Don’t let yourself become overwhelmed, so always take a breather when you feel the need for it. Consider shortening your work week and/or sleeping in most mornings in order to feel fully rejuvenated. Being tired, stressed, or overwhelmed can lead to bad moods and negative feelings, so make sure you stay rested and relaxed in order to stay positive. If you feel yourself crashing, don’t be ashamed to take a nap or a short break. Simply sitting down and taking a few deep breaths can work wonders for your attitude and your physical well-being.

In conclusion

These few tips should help you stay positive with your MS diagnosis, and you will find that having a more upbeat attitude reduces your symptoms and helps you maintain a healthy and active lifestyle. There will always be bad days when you may not leave the house or even get out of bed, but people without MS get those too, so there’s no reason you can’t take a day for yourself.

Your MS may also change plans, but don’t let that put a damper on your mood either. Always have a backup plan, and continue to learn about your diagnosis. The more you know the more you’ll be able to communicate with friends and family and help them to understand why you feel the way you feel on certain days. 

Comments (6)

Jacey posted on: January 22, 2015

thank you! Just dx 2 months ago. So needed this blog and website!

Daryl posted on: January 22, 2015

Hi Jacey - welcome to the site. Wishing you lots of luck with you diagnosis and management of your MS. You can also check us out on Facebook -


Carla Jaxson posted on: January 22, 2015

I had a wonderful neurologist and I didn't even mind going to see him for a visit, which was highly unusual for me. I usually saw him at least twice a month; sometimes more often than that. I saw him one week and was scheduled for the following week.
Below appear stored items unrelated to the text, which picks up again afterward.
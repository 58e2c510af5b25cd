//! Sync errors

use thiserror::Error;

/// Message shown when the server fails without saying why
pub const UNKNOWN_ERROR: &str = "Unknown error";

#[derive(Debug, Clone, PartialEq, Error)]
pub enum SyncError {
    /// The request never got a response (network down, timeout, CORS...)
    #[error("{0}")]
    Transport(String),
    /// The server answered with an `{error}` body
    #[error("{0}")]
    Server(String),
    /// A success response did not have the expected shape
    #[error("{0}")]
    Decode(String),
    /// Rejected before any request was sent
    #[error("{0}")]
    Validation(String),
}

impl From<reqwest::Error> for SyncError {
    fn from(err: reqwest::Error) -> Self {
        SyncError::Transport(err.to_string())
    }
}

impl From<serde_json::Error> for SyncError {
    fn from(err: serde_json::Error) -> Self {
        SyncError::Decode(err.to_string())
    }
}
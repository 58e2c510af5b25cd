//! Meals Page Component
//!
//! Meal cards with a "new meal" form that opens at the top of the list.

use leptos::prelude::*;
use leptos::task::spawn_local;

use crate::browser;
use crate::components::{MealCard, MealTypeSelect};
use crate::context::AppContext;
use crate::models::MealRecord;
use crate::state::{MealField, MealsPanel, MealsView};

#[component]
pub fn MealsPage(meals: Vec<MealRecord>) -> impl IntoView {
    let ctx = use_context::<AppContext>().expect("AppContext should be provided");
    let panel = RwSignal::new(MealsPanel::from_records(&meals));

    let save = move |_: web_sys::MouseEvent| {
        let payload = match panel.with_untracked(|p| p.to_payload()) {
            Ok(payload) => payload,
            Err(e) => {
                browser::alert(&e.to_string());
                return;
            }
        };
        let api = ctx.api();
        spawn_local(async move {
            match api.save_meals(&payload).await {
                Ok(after) => {
                    browser::alert("Meals saved successfully!");
                    browser::apply(after);
                }
                Err(e) => {
                    log::error!("[MEALS] Save failed: {}", e);
                    browser::alert(&format!("Failed to save meals: {}", e));
                }
            }
        });
    };

    let is_view = move |view: MealsView| panel.with(|p| p.view() == view);

    view! {
        <div class="meals-page">
            <div class="d-flex gap-2 mb-3">
                <Show when=move || is_view(MealsView::Default)>
                    <button
                        id="new-meal-btn"
                        class="btn btn-primary"
                        on:click=move |_| panel.update(|p| p.open_new_form(&browser::today()))
                    >
                        "New Meal"
                    </button>
                </Show>
                <Show when=move || panel.with(|p| p.is_pending())>
                    <button id="save-meals-btn" class="btn btn-success" on:click=save>
                        "Save Meals"
                    </button>
                </Show>
            </div>

            <div id="meals-container">
                <Show when=move || is_view(MealsView::NewEntry)>
                    <NewMealCard panel=panel />
                </Show>
                <For
                    each=move || panel.with(|p| p.meals().keys())
                    key=|key| *key
                    children=move |key| {
                        view! {
                            <MealCard
                                meal=Signal::derive(move || {
                                    panel.with(|p| p.meals().row(key).cloned().unwrap_or_default())
                                })
                                on_edit=move |field: MealField| panel.update(|p| p.edit_meal(key, |m| field.apply(m)))
                                on_delete=move |_: ()| panel.update(|p| p.delete_meal(key))
                            />
                        }
                    }
                />
            </div>
        </div>
    }
}

/// The new-meal form
#[component]
fn NewMealCard(panel: RwSignal<MealsPanel>) -> impl IntoView {
    view! {
        <div class="card new-meal-card w-100 mb-3 shadow-lg border-0">
            <div class="card-body">
                <div class="row g-2 mb-3">
                    <div class="col-md-6">
                        <input
                            type="date"
                            class="form-control new-meal-date"
                            prop:value=move || panel.with(|p| p.form.date.clone())
                            on:input=move |ev| {
                                let date = event_target_value(&ev);
                                panel.update(|p| p.edit_form(|f| f.date = date));
                            }
                        />
                    </div>
                    <div class="col-md-6">
                        <MealTypeSelect
                            select_class="form-select new-meal-type"
                            value=Signal::derive(move || panel.with(|p| p.form.meal_type.clone()))
                            on_change=move |meal_type: String| panel.update(|p| p.edit_form(|f| f.meal_type = meal_type))
                        />
                    </div>
                </div>
                <div class="mb-3">
                    <textarea
                        class="form-control new-meal-summary"
                        placeholder="What's for this meal?"
                        prop:value=move || panel.with(|p| p.form.summary.clone())
                        on:input=move |ev| {
                            let summary = event_target_value(&ev);
                            panel.update(|p| p.edit_form(|f| f.summary = summary));
                        }
                    ></textarea>
                </div>
                <button
                    type="button"
                    class="btn btn-sm btn-secondary cancel-new-meal-btn"
                    on:click=move |_| panel.update(|p| p.cancel_new_form())
                >
                    "Cancel"
                </button>
            </div>
        </div>
    }
}
//! Stores Page Component
//!
//! Editable store table; new rows open at the top.

use leptos::html;
use leptos::prelude::*;
use leptos::task::spawn_local;

use crate::browser;
use crate::context::AppContext;
use crate::models::StoreRecord;
use crate::state::{RowKey, StoresTable};

#[component]
pub fn StoresPage(stores: Vec<StoreRecord>) -> impl IntoView {
    let ctx = use_context::<AppContext>().expect("AppContext should be provided");
    let table = RwSignal::new(StoresTable::from_records(&stores));
    // Row whose name input takes focus once mounted
    let focus_key = RwSignal::new(None::<RowKey>);

    let add_store = move |_: web_sys::MouseEvent| {
        let mut key = None;
        table.update(|t| key = Some(t.add_new_row()));
        focus_key.set(key);
    };

    let save = move |_: web_sys::MouseEvent| {
        let payload = table.with_untracked(|t| t.to_payload());
        let api = ctx.api();
        spawn_local(async move {
            match api.save_stores(&payload).await {
                Ok(after) => {
                    browser::alert("Stores saved successfully!");
                    browser::apply(after);
                }
                Err(e) => {
                    log::error!("[STORES] Save failed: {}", e);
                    browser::alert(&format!("Failed to save stores: {}", e));
                }
            }
        });
    };

    view! {
        <div class="stores-page">
            <div class="d-flex gap-2 mb-3">
                <button id="new-store-btn" class="btn btn-primary" on:click=add_store>
                    "New Store"
                </button>
                <Show when=move || table.with(|t| t.is_pending())>
                    <button id="save-stores-btn" class="btn btn-success" on:click=save>
                        "Save Stores"
                    </button>
                </Show>
            </div>
            <table class="table align-middle">
                <thead>
                    <tr>
                        <th>"Name"</th>
                        <th>"Address"</th>
                        <th></th>
                    </tr>
                </thead>
                <tbody id="stores-tbody">
                    <For
                        each=move || table.with(|t| t.keys())
                        key=|key| *key
                        children=move |key| view! { <StoreRowView table=table row_key=key focus_key=focus_key /> }
                    />
                </tbody>
            </table>
        </div>
    }
}

#[component]
fn StoreRowView(table: RwSignal<StoresTable>, row_key: RowKey, focus_key: RwSignal<Option<RowKey>>) -> impl IntoView {
    let row = move || table.with(|t| t.row(row_key).cloned());
    let is_new = table.with_untracked(|t| t.row(row_key).map(|r| r.is_new()).unwrap_or(false));
    let name_ref: NodeRef<html::Input> = NodeRef::new();

    Effect::new(move |_| {
        if let Some(input) = name_ref.get() {
            if focus_key.get_untracked() == Some(row_key) {
                let _ = input.focus();
                focus_key.set(None);
            }
        }
    });

    let (row_class, name_class, address_class) = if is_new {
        ("new-store-row", "form-control form-control-sm new-store-name", "form-control form-control-sm new-store-address")
    } else {
        ("store-row", "form-control form-control-sm store-name", "form-control form-control-sm store-address")
    };

    view! {
        <tr class=row_class data-store-id=move || row().and_then(|r| r.id).map(|id| id.to_string())>
            <td>
                <input
                    type="text"
                    class=name_class
                    placeholder="Store Name"
                    node_ref=name_ref
                    prop:value=move || row().map(|r| r.name).unwrap_or_default()
                    on:input=move |ev| {
                        let name = event_target_value(&ev);
                        table.update(|t| t.edit(row_key, |r| r.name = name));
                    }
                />
            </td>
            <td>
                <input
                    type="text"
                    class=address_class
                    placeholder="Address"
                    prop:value=move || row().map(|r| r.address).unwrap_or_default()
                    on:input=move |ev| {
                        let address = event_target_value(&ev);
                        table.update(|t| t.edit(row_key, |r| r.address = address));
                    }
                />
            </td>
            <td>
                {if is_new {
                    view! {
                        <button
                            type="button"
                            class="btn btn-sm btn-secondary cancel-new-store-btn"
                            on:click=move |_| table.update(|t| t.remove(row_key))
                        >
                            "Cancel"
                        </button>
                    }.into_any()
                } else {
                    view! {
                        <button
                            type="button"
                            class="btn btn-sm btn-outline-danger delete-store-btn"
                            on:click=move |_| table.update(|t| t.remove(row_key))
                        >
                            "Delete"
                        </button>
                    }.into_any()
                }}
            </td>
        </tr>
    }
}
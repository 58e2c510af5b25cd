//! Mail Page Component
//!
//! Mailbox listings, the email reader and the compose form, driven by the
//! mail store.

use leptos::prelude::*;
use leptos::task::spawn_local;
use reactive_stores::Store;

use crate::browser;
use crate::context::AppContext;
use crate::models::Email;
use crate::state::{email_card_class, reply_to, ComposeForm, Mailbox, MailView};
use crate::store::{use_mail_store, MailState, MailStateStoreFields, MailStore};

/// List a mailbox, replacing the shown cards
fn load_mailbox(store: MailStore, ctx: AppContext, mailbox: Mailbox) {
    store.view().set(MailView::Listing(mailbox));
    store.emails().set(Vec::new());
    let api = ctx.api();
    spawn_local(async move {
        match api.list_mailbox(mailbox).await {
            Ok(emails) => {
                log::info!("[MAIL] Loaded {} emails from {}", emails.len(), mailbox.as_str());
                if store.view().get_untracked() == MailView::Listing(mailbox) {
                    store.emails().set(emails);
                }
            }
            Err(e) => {
                log::error!("[MAIL] Could not load {}: {}", mailbox.as_str(), e);
                browser::alert(&format!("Failed to load {}: {}", mailbox.title(), e));
            }
        }
    });
}

/// Show one email, then mark it read in the background
fn read_email(store: MailStore, ctx: AppContext, id: u32) {
    store.view().set(MailView::Reading(id));
    store.open_email().set(None);
    let api = ctx.api();
    spawn_local(async move {
        match api.get_email(id).await {
            Ok(email) => {
                if store.view().get_untracked() == MailView::Reading(id) {
                    store.open_email().set(Some(email));
                }
                api.mark_read(id).await;
            }
            Err(e) => {
                log::error!("[MAIL] Could not load email {}: {}", id, e);
                browser::alert(&format!("Failed to load email: {}", e));
            }
        }
    });
}

fn compose(store: MailStore, form: ComposeForm) {
    store.compose().set(form);
    store.view().set(MailView::Composing);
}

fn toggle_archived(store: MailStore, ctx: AppContext, email: &Email) {
    let (id, archived) = (email.id, !email.archived);
    let api = ctx.api();
    spawn_local(async move {
        match api.set_archived(id, archived).await {
            Ok(()) => {
                log::info!("[MAIL] Email {} archived={}", id, archived);
                load_mailbox(store, ctx, Mailbox::Inbox);
            }
            Err(e) => {
                log::error!("[MAIL] Could not update email {}: {}", id, e);
                browser::alert(&format!("Failed to update email: {}", e));
            }
        }
    });
}

#[component]
pub fn MailPage() -> impl IntoView {
    let ctx = use_context::<AppContext>().expect("AppContext should be provided");
    let store = Store::new(MailState::default());
    provide_context(store);

    load_mailbox(store, ctx, Mailbox::Inbox);

    let current_view = move || store.view().get();

    view! {
        <div class="mail-page">
            <div class="mb-3">
                {Mailbox::ALL
                    .iter()
                    .map(|&mailbox| {
                        view! {
                            <button
                                id=mailbox.as_str()
                                class="btn btn-sm btn-outline-primary me-1"
                                on:click=move |_| load_mailbox(store, ctx, mailbox)
                            >
                                {mailbox.title()}
                            </button>
                        }
                    })
                    .collect_view()}
                <button
                    id="compose"
                    class="btn btn-sm btn-outline-primary"
                    on:click=move |_| compose(store, ComposeForm::default())
                >
                    "Compose"
                </button>
            </div>
            <hr />

            <Show when=move || current_view().shows_emails_panel()>
                <div id="emails-view">
                    {move || match current_view() {
                        MailView::Listing(mailbox) => view! { <MailboxListing mailbox=mailbox /> }.into_any(),
                        MailView::Reading(_) => view! { <EmailReader /> }.into_any(),
                        MailView::Composing => view! { <div></div> }.into_any(),
                    }}
                </div>
            </Show>

            <Show when=move || current_view().shows_compose_panel()>
                <ComposePanel />
            </Show>
        </div>
    }
}

#[component]
fn MailboxListing(mailbox: Mailbox) -> impl IntoView {
    let ctx = use_context::<AppContext>().expect("AppContext should be provided");
    let store = use_mail_store();

    view! {
        <h3>{mailbox.title()}</h3>
        <For
            each=move || store.emails().get()
            key=|email| (email.id, email.read)
            children=move |email| {
                let id = email.id;
                view! {
                    <div
                        class=email_card_class(&email)
                        style="cursor: pointer; margin-bottom: 10px;"
                        on:click=move |_| read_email(store, ctx, id)
                    >
                        <div class="card-body">
                            <div class="d-flex justify-content-between">
                                <strong>{mailbox.card_title(&email)}</strong>
                                <span>{email.timestamp.clone()}</span>
                            </div>
                            <div>{email.subject.clone()}</div>
                        </div>
                    </div>
                }
            }
        />
    }
}

#[component]
fn EmailReader() -> impl IntoView {
    let ctx = use_context::<AppContext>().expect("AppContext should be provided");
    let store = use_mail_store();

    move || match store.open_email().get() {
        None => view! { <h3>"Loading Email..."</h3> }.into_any(),
        Some(email) => {
            let archive_label = if email.archived { "Unarchive" } else { "Archive" };
            let for_archive = email.clone();
            let for_reply = email.clone();
            view! {
                <div class="card bg-light">
                    <div class="card-header">
                        <div class="d-flex justify-content-between">
                            <h5>
                                <span class="mail-label">"From:"</span>
                                <strong>{email.sender.clone()}</strong>
                            </h5>
                            <span class="text-muted">"on " {email.timestamp.clone()}</span>
                        </div>
                        <h5>
                            <span class="mail-label">"To:"</span>
                            <strong>{email.recipients.join(", ")}</strong>
                        </h5>
                        <h5>
                            <span class="mail-label">"Subject:"</span>
                            <strong>{email.subject.clone()}</strong>
                        </h5>
                    </div>
                    <div class="card-body" style="white-space: pre-wrap;">{email.body.clone()}</div>
                </div>
                <div class="button-group mt-3">
                    <button
                        class="btn btn-sm btn-outline-danger"
                        on:click=move |_| toggle_archived(store, ctx, &for_archive)
                    >
                        {archive_label}
                    </button>
                    <button
                        class="btn btn-sm btn-outline-primary ms-2"
                        on:click=move |_| compose(store, reply_to(&for_reply))
                    >
                        "Reply"
                    </button>
                </div>
            }
            .into_any()
        }
    }
}

#[component]
fn ComposePanel() -> impl IntoView {
    let ctx = use_context::<AppContext>().expect("AppContext should be provided");
    let store = use_mail_store();

    let send = move |ev: web_sys::SubmitEvent| {
        ev.prevent_default();
        let request = store.compose().with_untracked(|form| form.to_request());
        log::info!("[MAIL] Sending email to: {}", request.recipients);
        let api = ctx.api();
        spawn_local(async move {
            match api.send_email(&request).await {
                Ok(message) => {
                    log::info!("[MAIL] {}", message);
                    load_mailbox(store, ctx, Mailbox::Sent);
                }
                Err(e) => {
                    log::error!("[MAIL] Send failed: {}", e);
                    browser::alert(&format!("An error occurred while sending the email.\n{}", e));
                }
            }
        });
    };

    view! {
        <div id="compose-view">
            <h3>"New Email"</h3>
            <form id="compose-form" on:submit=send>
                <div class="form-group mb-2">
                    <input
                        id="compose-recipients"
                        class="form-control"
                        placeholder="Recipients"
                        prop:value=move || store.compose().with(|form| form.recipients.clone())
                        on:input=move |ev| {
                            let recipients = event_target_value(&ev);
                            store.compose().update(|form| form.recipients = recipients);
                        }
                    />
                </div>
                <div class="form-group mb-2">
                    <input
                        id="compose-subject"
                        class="form-control"
                        placeholder="Subject"
                        prop:value=move || store.compose().with(|form| form.subject.clone())
                        on:input=move |ev| {
                            let subject = event_target_value(&ev);
                            store.compose().update(|form| form.subject = subject);
                        }
                    />
                </div>
                <textarea
                    id="compose-body"
                    class="form-control mb-2"
                    placeholder="Body"
                    rows="8"
                    prop:value=move || store.compose().with(|form| form.body.clone())
                    on:input=move |ev| {
                        let body = event_target_value(&ev);
                        store.compose().update(|form| form.body = body);
                    }
                ></textarea>
                <input type="submit" class="btn btn-primary" value="Send" />
            </form>
        </div>
    }
}
//! Prompt Planner
//!
//! Draft trip built from an AI-generated plan, edited before saving.

use crate::api::SyncError;
use crate::models::{GeneratedPlan, PlanItemPayload, PromptSaveRequest, StoreRecord};

use super::items::{ItemList, ItemListOwner};
use super::meals::MealList;
use super::{parse_plan_quantity, RowKey, StoreSelection, ViewSwitcher};

const UNKNOWN_STORE: &str = "Unknown Store";

/// Panels of the planner page
#[derive(Debug, Clone, Copy, Default, PartialEq, Eq)]
pub enum PromptView {
    #[default]
    Prompt,
    Results,
}

#[derive(Debug, Clone, Default, PartialEq)]
pub struct PlanDraft {
    pub prompt: String,
    pub date: String,
    pub summary: String,
    pub store: Option<StoreSelection>,
    meals: MealList,
    items: ItemList,
    view: ViewSwitcher<PromptView>,
}

/// Find a catalog store by loose name: exact, or either name containing
/// the other, case-insensitive.
pub fn match_store<'a>(catalog: &'a [StoreRecord], name: &str) -> Option<&'a StoreRecord> {
    let wanted = name.trim().to_lowercase();
    if wanted.is_empty() || wanted == UNKNOWN_STORE.to_lowercase() {
        return None;
    }
    catalog.iter().find(|store| {
        let candidate = store.name.to_lowercase();
        candidate == wanted || candidate.contains(&wanted) || wanted.contains(&candidate)
    })
}

impl PlanDraft {
    /// Fresh page: trip dated `today`, first catalog store selected.
    pub fn new(today: &str, catalog: &[StoreRecord]) -> Self {
        Self {
            date: today.to_string(),
            store: catalog.first().map(StoreSelection::from),
            ..Self::default()
        }
    }

    pub fn view(&self) -> PromptView {
        self.view.active()
    }

    pub fn meals(&self) -> &MealList {
        &self.meals
    }

    pub fn meals_mut(&mut self) -> &mut MealList {
        &mut self.meals
    }

    pub fn delete_meal(&mut self, key: RowKey) {
        self.meals.remove(key);
    }

    /// The trimmed prompt, or the validation error shown before generating.
    pub fn validated_prompt(&self) -> Result<String, SyncError> {
        let prompt = self.prompt.trim();
        if prompt.is_empty() {
            return Err(SyncError::Validation("Please enter a prompt describing your trip.".to_string()));
        }
        Ok(prompt.to_string())
    }

    /// Replace meals and items with a generated plan and show the results.
    pub fn apply_generated(&mut self, plan: GeneratedPlan, prompt: &str, catalog: &[StoreRecord]) {
        self.meals.clear();
        for meal in plan.meals {
            self.meals.push(None, meal.date, meal.meal_type, meal.summary);
        }

        self.items.clear();
        for item in plan.items {
            self.items.push(None, None, item.name, item.quantity.to_string());
        }

        self.summary = prompt.to_string();

        if let Some(store) = plan.store_name.as_deref().and_then(|name| match_store(catalog, name)) {
            log::info!("[PROMPT] Pre-selected store: {}", store.name);
            self.store = Some(StoreSelection::from(store));
        }

        self.view.switch_to(PromptView::Results);
    }

    pub fn select_store(&mut self, catalog: &[StoreRecord], id: u32) {
        if let Some(store) = catalog.iter().find(|s| s.id == id) {
            self.store = Some(StoreSelection::from(store));
        }
    }

    /// Collect the `/prompt_save` body: complete meals and named items.
    pub fn to_payload(&self) -> Result<PromptSaveRequest, SyncError> {
        let meals = self.meals.complete_payloads();
        let items: Vec<PlanItemPayload> = self
            .items
            .rows()
            .iter()
            .filter(|row| !row.name.trim().is_empty())
            .map(|row| PlanItemPayload {
                id: None,
                item_id: None,
                name: row.name.trim().to_string(),
                quantity: parse_plan_quantity(&row.quantity),
            })
            .collect();

        if meals.is_empty() && items.is_empty() {
            return Err(SyncError::Validation("No data to save.".to_string()));
        }

        Ok(PromptSaveRequest {
            meals,
            items,
            date: self.date.clone(),
            summary: self.summary.trim().to_string(),
            store_id: self.store.as_ref().and_then(|s| s.id),
            store_name: self.store.as_ref().map(|s| s.name.clone()),
            store_address: self.store.as_ref().map(|s| s.address.clone()),
        })
    }
}

impl ItemListOwner for PlanDraft {
    fn items(&self) -> &ItemList {
        &self.items
    }

    fn items_mut(&mut self) -> &mut ItemList {
        &mut self.items
    }
}

#[cfg(test)]
mod tests {
    use super::*;
    use serde_json::json;

    fn catalog() -> Vec<StoreRecord> {
        vec![
            StoreRecord { id: 1, name: "Corner Market".into(), address: "1 Main St".into() },
            StoreRecord { id: 2, name: "Costco Wholesale".into(), address: "9 Ring Rd".into() },
        ]
    }

    fn generated() -> GeneratedPlan {
        serde_json::from_value(json!({
            "meals": [
                { "date": "2026-10-18", "type": "Dinner", "summary": "Stir fry" },
                { "date": "2026-10-19", "type": "Lunch", "summary": "" }
            ],
            "items": [
                { "name": "Rice", "quantity": 2 },
                { "name": "Peppers", "quantity": 1.5 }
            ],
            "store_name": "costco"
        }))
        .unwrap()
    }

    #[test]
    fn test_match_store() {
        let catalog = catalog();
        assert_eq!(match_store(&catalog, "COSTCO").map(|s| s.id), Some(2));
        assert_eq!(match_store(&catalog, "the corner market downtown").map(|s| s.id), Some(1));
        assert_eq!(match_store(&catalog, "Unknown Store"), None);
        assert_eq!(match_store(&catalog, ""), None);
        assert_eq!(match_store(&catalog, "Farmers"), None);
    }

    #[test]
    fn test_empty_prompt_is_rejected() {
        let mut draft = PlanDraft::new("2026-10-17", &catalog());
        draft.prompt = "   ".into();
        assert_eq!(
            draft.validated_prompt().unwrap_err().to_string(),
            "Please enter a prompt describing your trip."
        );
        draft.prompt = " three days ".into();
        assert_eq!(draft.validated_prompt().unwrap(), "three days");
    }

    #[test]
    fn test_apply_generated_shows_results() {
        let catalog = catalog();
        let mut draft = PlanDraft::new("2026-10-17", &catalog);
        assert_eq!(draft.view(), PromptView::Prompt);
        assert_eq!(draft.store.as_ref().map(|s| s.id), Some(Some(1)));

        draft.apply_generated(generated(), "three days at costco", &catalog);
        assert_eq!(draft.view(), PromptView::Results);
        assert_eq!(draft.summary, "three days at costco");
        assert_eq!(draft.store.as_ref().and_then(|s| s.id), Some(2));
        assert_eq!(draft.meals().keys().len(), 2);
        assert_eq!(draft.items().rows()[1].quantity, "1.5");
    }

    #[test]
    fn test_payload_keeps_complete_meals_and_named_items() {
        let catalog = catalog();
        let mut draft = PlanDraft::new("2026-10-17", &catalog);
        draft.apply_generated(generated(), "three days", &catalog);
        draft.draft_input("Soy sauce".into());
        draft.commit_draft();

        let value = serde_json::to_value(draft.to_payload().unwrap()).unwrap();
        assert_eq!(value["meals"], json!([
            { "id": null, "date": "2026-10-18", "type": "Dinner", "summary": "Stir fry" }
        ]));
        assert_eq!(value["items"][0], json!({ "id": null, "itemId": null, "name": "Rice", "quantity": 2.0 }));
        assert_eq!(value["items"][2]["name"], "Soy sauce");
        assert_eq!(value["date"], "2026-10-17");
        assert_eq!(value["store_name"], "Costco Wholesale");
        assert_eq!(value["store_address"], "9 Ring Rd");
    }

    #[test]
    fn test_nothing_to_save() {
        let draft = PlanDraft::new("2026-10-17", &[]);
        assert_eq!(draft.to_payload().unwrap_err().to_string(), "No data to save.");
    }

    #[test]
    fn test_no_catalog_sends_null_store() {
        let mut draft = PlanDraft::new("2026-10-17", &[]);
        draft.draft_input("Tea".into());
        draft.commit_draft();
        let value = serde_json::to_value(draft.to_payload().unwrap()).unwrap();
        assert_eq!(value["store_id"], json!(null));
        assert_eq!(value["store_name"], json!(null));
    }

    #[test]
    fn test_select_store_by_id() {
        let mut catalog = catalog();
        catalog.push(StoreRecord { id: 5, name: "Corner Market".into(), address: "22 Side St".into() });
        let mut draft = PlanDraft::new("2026-10-17", &catalog);

        draft.select_store(&catalog, 5);
        assert_eq!(draft.store.as_ref().map(|s| s.address.as_str()), Some("22 Side St"));

        draft.select_store(&catalog, 99);
        assert_eq!(draft.store.as_ref().and_then(|s| s.id), Some(5));
    }
}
When I signed in, I was told that he had left the practice and I would have to choose another doctor. I did, but the other doctor and I just don't have the same rapport as I had with the previous doctor; this one tells me that I've gone from RR to one of progressives and that there's "nothing more that can be done"....I've been on Fentanyl patches and Percocet for years and that's the extent of my "treatment". In the meantime, I have continued to have electrical shocks from my head to my hands daily and I pass out without reason periodically. That makes it very difficult to plan my life!!! I don't know what to do anymore and, while I'm trying very hard NOT to be depressed, I'm finding that hard! Where do I go from here?

Daryl posted on: January 23, 2015

Carla - I'm so sorry to hear about that issue with your doctor and how you're having these symptoms. I know how tough this is, as I have been there too myself. One thing that changed my life, which I outline in my book, is how much my change in diet changed the quality of my life and my MS outcome for the better. I am now on a Paleo diet and doing amazing with it. Many of my MS friends are also decreasing the severity of their MS symptoms by changing their diet. I'm not sure if you've tried this but I would recommend trying a Paleo Diet or even checking out the Whole30 program, which is what I'm on now too. I hope this helps. Please be well, stay strong, and keep us posted.

Joan Luke posted on: January 25, 2015

15 years ago I had MS. Prayer healed me and the last12 years taking triple dose of JP and healthy living in action has kept me in the best shape of my life.

Daryl posted on: January 26, 2015

Joan - glad to hear all is going great with the management of you MS. What is JP? Can you share a little more? Thx.